Reanimated Lavender Granola Switchblade Nun rides again.

Monday, February 15, 2016

Francisco

He kept Plath in his beard--
Pound in his pocket.

He was a big, round, officially endorsed cargo ship
carrying Crane, Yeats and Cummings
to and above all our upturned mermaid faces.

How we adored him as he
orbited above us,
tossing us enjambments and sandwich crumbs.

Everyone I knew that winter
was on some sort of diet, slowly
starving themselves to get more
love
looks
and saints' medals for self-denial.

He alone moved through our world consuming it
even as he fattened it with all he stuffed us full of.

He said, "I have the reputation of being unapproachable,
but come to my office any time."
He had The Bard on the wall, Ferlinghetti on the book shelf.

He saw that I was famished and gave me loaves and fishes,
bound with glue and published by the University Press.

I let him down, you know, in the end.
My depression settled in and I gacked the final paper.
His appearance that last time, shocked me.
He said, "You're smart, but you don't try."

Gods kill themselves,
and when they do, nobody can believe it.
I thought it was my fault.
It wasn't, but

I grew all that spring and summer, even after he was gone.
My parents' lips hard-dried in a thin line.
Friends put their palms on me.

I never told anyone, and they all assumed it was some college boy.
Now I have one of my own, but when he was little
I would bitch at him to go sledding,
make a snowman,
play hockey,
anything, but just get your nose out of that book.
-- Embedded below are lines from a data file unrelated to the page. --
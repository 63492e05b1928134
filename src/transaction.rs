//! Semantic transactions produced by the message interpreter.

use core::fmt;

use crate::event_memory::EventMemory;
use crate::isdu::Isdu;
use crate::types::TransmissionDirection;
use crate::Timestamp;

/// Ordered presentation fields: name and display value.
pub type Fields = Vec<(&'static str, String)>;

/// Which side sent a frame.
#[derive(PartialEq, Eq, Debug, Copy, Clone, Hash)]
pub enum Source {
    Master,
    Device,
}

impl fmt::Display for Source {
    fn fmt(&self, f: &mut fmt::Formatter<'_>) -> fmt::Result {
        match self {
            Self::Master => f.write_str("Master"),
            Self::Device => f.write_str("Device"),
        }
    }
}

/// One half of a cycle on the process channel.
#[derive(PartialEq, Eq, Debug, Clone)]
pub struct ProcessTransaction {
    pub start_time: Timestamp,
    pub end_time: Timestamp,
    pub source: Source,
    pub direction: TransmissionDirection,
}

/// Single octet access to direct parameter page 1.
#[derive(PartialEq, Eq, Debug, Clone)]
pub struct PageTransaction {
    pub start_time: Timestamp,
    pub end_time: Timestamp,
    pub direction: TransmissionDirection,
    pub index: u8,
    pub value: u8,
}

/// A complete read of the event memory.
#[derive(PartialEq, Eq, Debug, Clone)]
pub struct EventMemoryTransaction {
    pub start_time: Timestamp,
    pub end_time: Timestamp,
    pub event_memory: EventMemory,
}

/// Reset of the event flag, acknowledging the event memory.
#[derive(PartialEq, Eq, Debug, Clone)]
pub struct EventResetTransaction {
    pub start_time: Timestamp,
    pub end_time: Timestamp,
}

/// A complete ISDU request or response.
#[derive(PartialEq, Eq, Debug, Clone)]
pub struct IsduTransaction {
    pub start_time: Timestamp,
    pub end_time: Timestamp,
    pub isdu: Isdu,
}

#[derive(PartialEq, Eq, Debug, Clone)]
pub enum Transaction {
    Process(ProcessTransaction),
    Page(PageTransaction),
    DiagEventMemory(EventMemoryTransaction),
    DiagEventReset(EventResetTransaction),
    Isdu(IsduTransaction),
}

impl Transaction {
    pub const fn start_time(&self) -> Timestamp {
        match self {
            Self::Process(t) => t.start_time,
            Self::Page(t) => t.start_time,
            Self::DiagEventMemory(t) => t.start_time,
            Self::DiagEventReset(t) => t.start_time,
            Self::Isdu(t) => t.start_time,
        }
    }

    pub const fn end_time(&self) -> Timestamp {
        match self {
            Self::Process(t) => t.end_time,
            Self::Page(t) => t.end_time,
            Self::DiagEventMemory(t) => t.end_time,
            Self::DiagEventReset(t) => t.end_time,
            Self::Isdu(t) => t.end_time,
        }
    }

    /// Short label, e.g. for a protocol analyzer row.
    pub fn name(&self) -> String {
        match self {
            Self::Process(t) => format!("Process {}", t.source),
            Self::Page(t) => format!("Page {}", t.direction),
            Self::DiagEventMemory(_) => "Diag EventMem".into(),
            Self::DiagEventReset(_) => "Diag Reset".into(),
            Self::Isdu(t) => format!("ISDU {}", t.isdu.variant()),
        }
    }

    /// Presentation fields in display order.
    pub fn fields(&self) -> Fields {
        match self {
            Self::Process(t) => vec![
                ("processDir", t.direction.to_string()),
                ("processSource", t.source.to_string()),
            ],
            Self::Page(t) => vec![
                ("pageDir", t.direction.to_string()),
                ("pageIndex", t.index.to_string()),
                ("pageValue", format!("0x{:02X}", t.value)),
            ],
            Self::DiagEventMemory(t) => {
                let status = t.event_memory.status_code();
                let mut fields = vec![("evtStatus", format!("{status:?}"))];
                fields.extend(
                    t.event_memory
                        .active_events()
                        .map(|(slot, event)| (EVENT_FIELDS[slot - 1], event.to_string())),
                );
                fields
            }
            Self::DiagEventReset(_) => Vec::new(),
            Self::Isdu(t) => t.isdu.fields(),
        }
    }
}

const EVENT_FIELDS: [&str; 6] = ["evt1", "evt2", "evt3", "evt4", "evt5", "evt6"];

impl fmt::Display for Transaction {
    fn fmt(&self, f: &mut fmt::Formatter<'_>) -> fmt::Result {
        f.write_str(&self.name())?;
        for (i, (name, value)) in self.fields().iter().enumerate() {
            f.write_str(if i == 0 { ": " } else { ", " })?;
            write!(f, "{name}={value}")?;
        }
        Ok(())
    }
}

#[cfg(test)]
mod tests {
    use super::*;
    use chrono::{TimeZone, Utc};

    #[test]
    fn test_page_fields() {
        let t0 = Utc.with_ymd_and_hms(2050, 1, 1, 0, 0, 0).unwrap();
        let transaction = Transaction::Page(PageTransaction {
            start_time: t0,
            end_time: t0,
            direction: TransmissionDirection::Write,
            index: 0,
            value: 0x9A,
        });
        assert_eq!(transaction.name(), "Page Write");
        assert_eq!(
            transaction.fields(),
            vec![
                ("pageDir", "Write".to_string()),
                ("pageIndex", "0".to_string()),
                ("pageValue", "0x9A".to_string()),
            ]
        );
        assert_eq!(
            transaction.to_string(),
            "Page Write: pageDir=Write, pageIndex=0, pageValue=0x9A"
        );
    }

    #[test]
    fn test_event_memory_fields() {
        let t0 = Utc.with_ymd_and_hms(2050, 1, 1, 0, 0, 0).unwrap();
        let mut event_memory = EventMemory::new();
        event_memory.set_memory(0, 0b1000_0010).unwrap();
        event_memory.set_memory(4, 0b1110_0100).unwrap();
        event_memory.set_memory(5, 0x18).unwrap();
        event_memory.set_memory(6, 0x00).unwrap();

        let transaction = Transaction::DiagEventMemory(EventMemoryTransaction {
            start_time: t0,
            end_time: t0,
            event_memory,
        });
        let fields = transaction.fields();
        assert_eq!(fields.len(), 2);
        assert_eq!(fields[0].0, "evtStatus");
        assert_eq!(fields[1], ("evt2", "WarningAppear(6144)".to_string()));
    }
}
Then I'd feel bad and apologize to the air, and to Francisco
for all of my shortcomings
and the poems--the poems unwritten. 
______

For Magaly's "Carpe Jugulum" challenge at the Imaginary Garden With Real Toads. Some of this poem is true, the rest is my imagination.

17 comments:

  1. The line "lips hard-dried in a thin line." I think I produced the same in MY parents.

    So soaring and above-real-life in the beginning, and then I loved the stanza about the son and sledding.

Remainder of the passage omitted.